» Instructions for the task
Across the records below, how many lines contain the string "PodRunning"? Give the number by itself.

Stored items
++++++

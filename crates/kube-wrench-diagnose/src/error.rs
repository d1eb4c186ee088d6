//! Error types for the diagnosis engine.

use thiserror::Error;

/// Errors raised before a scan starts.
///
/// Once a scan runs it never fails: query errors become findings.
#[derive(Error, Debug, Clone, PartialEq, Eq)]
pub enum DiagnoseError {
    /// Invalid scan configuration.
    #[error("Configuration error: {0}")]
    Config(String),

    /// The namespace selector could not be parsed.
    #[error("Invalid namespace selector: {0:?}")]
    InvalidSelector(String),
}

/// A specialized Result type for diagnosis setup.
pub type Result<T> = std::result::Result<T, DiagnoseError>;
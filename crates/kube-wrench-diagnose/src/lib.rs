//! Diagnosis engine for kube-wrench.
//!
//! This crate inspects pods, containers, volumes and resource quotas through
//! the read-only [`ClusterQuery`](kube_wrench_cluster::ClusterQuery) interface
//! and produces a structured [`Report`](kube_wrench_core::Report).
//!
//! # Architecture
//!
//! ```text
//! ┌─────────────────────────────────────────────────────────────┐
//! │                     NamespaceScanner                        │
//! │        one namespace, or all of them, concurrently          │
//! └─────────────────────────────────────────────────────────────┘
//!                              │
//!                              ▼
//! ┌─────────────────────────────────────────────────────────────┐
//! │                       PodDiagnoser                          │
//! │              state machine on the pod phase                 │
//! └─────────────────────────────────────────────────────────────┘
//!          │               │               │              │
//!          ▼               ▼               ▼              ▼
//!   ┌────────────┐  ┌────────────┐  ┌────────────┐  ┌────────────┐
//!   │ Container  │  │  Volume    │  │   Quota    │  │  Network   │
//!   │ Diagnoser  │  │  Binding   │  │ Evaluator  │  │ (opt-in)   │
//!   └────────────┘  └────────────┘  └────────────┘  └────────────┘
//! ```
//!
//! Nothing here fails once a scan has started: every query error becomes a
//! finding and the scan moves on.
//!
//! # Usage
//!
//! ```no_run
//! use std::sync::Arc;
//! use kube_wrench_cluster::{ClusterConfig, HttpProber, K8sCluster};
//! use kube_wrench_diagnose::{NamespaceScanner, NamespaceSelector, ScanConfig};
//!
//! # async fn example() -> Result<(), Box<dyn std::error::Error>> {
//! let cluster_config = ClusterConfig::from_env();
//! let prober = Arc::new(HttpProber::new(&cluster_config)?);
//! let cluster = Arc::new(K8sCluster::new(cluster_config).await?);
//!
//! let scanner = NamespaceScanner::new(cluster, prober, ScanConfig::default());
//! let report = scanner.scan(&NamespaceSelector::parse(Some("all"))?).await;
//!
//! println!("{} namespaces scanned", report.namespaces.len());
//! # Ok(())
//! # }
//! ```

#![forbid(unsafe_code)]
#![warn(missing_docs)]
#![warn(clippy::all)]
#![warn(clippy::pedantic)]

pub mod config;
pub mod container;
pub mod error;
pub mod events;
pub mod network;
pub mod pod;
pub mod quantity;
pub mod quota;
pub mod scanner;
pub mod volume;

pub use config::ScanConfig;
pub use container::{ContainerDiagnoser, ContainerDiagnosis, FollowUp};
pub use error::{DiagnoseError, Result};
pub use network::{IngressHealth, NetworkView};
pub use pod::{NamespaceContext, PodDiagnoser};
pub use quota::{QuotaEvaluator, SATURATION_THRESHOLD};
pub use scanner::{NamespaceScanner, NamespaceSelector, DEFAULT_NAMESPACE};
pub use volume::{VolumeBindingChecker, VolumeScope};
#[cfg(test)]
mod tests {
    use super::*;
    use kube_wrench_cluster::{MockCluster, MockProber, QueryOp};
    use kube_wrench_core::{
        ContainerState, ContainerStatus, PodCondition, QueryError, ResourceQuotaSnapshot,
        Severity, VolumeReference, WaitingReason,
    };

    fn crash_looping(restarts: u32) -> ContainerStatus {
        ContainerStatus {
            name: "web".to_string(),
            ready: false,
            restart_count: restarts,
            image: "shop/web:1.4".to_string(),
            image_pull_policy: Some("IfNotPresent".to_string()),
            state: Some(ContainerState::Waiting {
                reason: WaitingReason::CrashLoopBackOff,
                message: Some("back-off 5m0s restarting failed container".to_string()),
            }),
        }
    }

    fn categories(report: &PodReport) -> Vec<Category> {
        report.findings.iter().map(|f| f.category).collect()
    }

    async fn run(cluster: &MockCluster, pod: &PodSnapshot, ctx: &NamespaceContext) -> PodReport {
        let config = ScanConfig::default();
        let prober = MockProber::new();
        PodDiagnoser::new(cluster, &prober, &config)
            .diagnose(pod, ctx)
            .await
    }

    #[tokio::test]
    async fn running_crash_loop_attaches_previous_logs() {
        let cluster = MockCluster::new();
        cluster.set_logs("shop", "web-0", "web", true, "panic: missing DATABASE_URL\n");

        let mut pod = PodSnapshot::new("shop", "web-0", "Running");
        pod.node_name = Some("node-1".to_string());
        pod.container_statuses = Some(vec![crash_looping(5)]);

        let report = run(&cluster, &pod, &NamespaceContext::default()).await;
        assert_eq!(
            categories(&report),
            vec![Category::PodRunning, Category::CrashLooping]
        );
        let crash = &report.findings[1];
        assert_eq!(
            crash.log_excerpt.as_deref(),
            Some("panic: missing DATABASE_URL")
        );
        assert_eq!(cluster.call_count(QueryOp::GetPodLogs, "shop"), 2);
    }

    #[tokio::test]
    async fn log_failure_becomes_finding() {
        let cluster = MockCluster::new();
        cluster.fail(
            QueryOp::GetPodLogs,
            "shop",
            QueryError::Timeout {
                operation: "read pod logs".to_string(),
                seconds: 10,
            },
        );

        let mut pod = PodSnapshot::new("shop", "web-0", "Running");
        pod.container_statuses = Some(vec![crash_looping(4)]);

        let report = run(&cluster, &pod, &NamespaceContext::default()).await;
        assert_eq!(
            categories(&report),
            vec![
                Category::PodRunning,
                Category::CrashLooping,
                Category::QueryFailed
            ]
        );
        assert!(report.findings[1].log_excerpt.is_none());
    }

    #[tokio::test]
    async fn running_without_statuses() {
        let cluster = MockCluster::new();
        let pod = PodSnapshot::new("shop", "web-0", "Running");

        let report = run(&cluster, &pod, &NamespaceContext::default()).await;
        assert_eq!(
            categories(&report),
            vec![Category::PodRunning, Category::NoContainersFound]
        );
    }

    #[tokio::test]
    async fn pending_on_node_stops_after_node_check() {
        let cluster = MockCluster::new();
        let mut pod = PodSnapshot::new("shop", "web-0", "Pending");
        pod.node_name = Some("node-1".to_string());
        pod.volumes.push(VolumeReference::Secret {
            name: "db-creds".to_string(),
        });

        let report = run(&cluster, &pod, &NamespaceContext::default()).await;
        assert_eq!(
            categories(&report),
            vec![Category::PodNotRunning, Category::NodeAllocated]
        );
        assert_eq!(cluster.total_calls(QueryOp::GetSecret), 0);
        assert_eq!(cluster.total_calls(QueryOp::ListResourceQuotas), 0);
    }

    #[tokio::test]
    async fn unschedulable_pod_runs_volume_and_quota_checks() {
        let cluster = MockCluster::new();
        cluster.add_quota(
            ResourceQuotaSnapshot::new("shop", "compute").with_resource("pods", "10", "10"),
        );
        cluster.add_pvc("shop", "web-data", Some("Pending"));

        let mut pod = PodSnapshot::new("shop", "web-0", "Pending");
        pod.volumes.push(VolumeReference::Pvc {
            claim_name: "web-data".to_string(),
        });
        pod.conditions.push(PodCondition {
            type_: "PodScheduled".to_string(),
            status: "False".to_string(),
            reason: Some("Unschedulable".to_string()),
            message: Some("0/3 nodes are available: 3 Insufficient cpu.".to_string()),
        });

        let report = run(&cluster, &pod, &NamespaceContext::default()).await;
        assert_eq!(
            categories(&report),
            vec![
                Category::PodNotRunning,
                Category::NodeNotAllocated,
                Category::SchedulingCondition,
                Category::PvcPending,
                Category::QuotaNearLimit,
                Category::NoContainersFound,
            ]
        );
        assert!(report.findings[2].message.contains("Unschedulable"));
        assert_eq!(report.findings[2].severity, Severity::Warning);
    }

    #[tokio::test]
    async fn unscheduled_without_conditions_reports_no_data() {
        let cluster = MockCluster::new();
        let pod = PodSnapshot::new("shop", "web-0", "Unknown");

        let report = run(&cluster, &pod, &NamespaceContext::default()).await;
        assert!(categories(&report).contains(&Category::NoData));
    }

    #[tokio::test]
    async fn succeeded_pod_is_terminal() {
        let cluster = MockCluster::new();
        let mut pod = PodSnapshot::new("shop", "job-1", "Succeeded");
        pod.volumes.push(VolumeReference::Secret {
            name: "db-creds".to_string(),
        });

        let report = run(&cluster, &pod, &NamespaceContext::default()).await;
        assert_eq!(categories(&report), vec![Category::PodCompleted]);
        assert_eq!(cluster.total_calls(QueryOp::GetSecret), 0);
    }

    #[tokio::test]
    async fn unknown_phase_string_is_invalid() {
        let cluster = MockCluster::new();
        let pod = PodSnapshot::new("shop", "web-0", "Exploded");

        let report = run(&cluster, &pod, &NamespaceContext::default()).await;
        assert_eq!(categories(&report), vec![Category::InvalidPhase]);
        assert_eq!(report.findings[0].severity, Severity::Error);
    }

    #[tokio::test]
    async fn mount_error_checks_secrets_once() {
        let cluster = MockCluster::new();
        let mut pod = PodSnapshot::new("shop", "web-0", "Running");
        pod.volumes.push(VolumeReference::ConfigMap {
            name: "web-settings".to_string(),
        });
        let mut first = crash_looping(0);
        first.state = Some(ContainerState::Waiting {
            reason: WaitingReason::CreateContainerError,
            message: None,
        });
        let mut second = first.clone();
        second.name = "sidecar".to_string();
        pod.container_statuses = Some(vec![first, second]);

        let report = run(&cluster, &pod, &NamespaceContext::default()).await;
        assert_eq!(
            categories(&report),
            vec![
                Category::PodRunning,
                Category::MountOrConfigError,
                Category::ConfigMapMissing,
                Category::MountOrConfigError,
            ]
        );
        assert_eq!(cluster.total_calls(QueryOp::GetConfigMap), 1);
    }

    #[tokio::test]
    async fn warning_events_attach_to_pending_pods() {
        let cluster = MockCluster::new();
        let mut pod = PodSnapshot::new("shop", "web-0", "Pending");
        pod.node_name = Some("node-1".to_string());
        let ctx = NamespaceContext {
            events: Some(vec![EventSnapshot {
                type_: "Warning".to_string(),
                reason: Some("FailedMount".to_string()),
                message: Some("secret \"db-creds\" not found".to_string()),
                involved_kind: Some("Pod".to_string()),
                involved_name: Some("web-0".to_string()),
                reporting_instance: None,
            }]),
            network: None,
        };

        let report = run(&cluster, &pod, &ctx).await;
        assert_eq!(report.findings.last().unwrap().category, Category::WarningEvent);
    }
}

++++++

» Written answer
4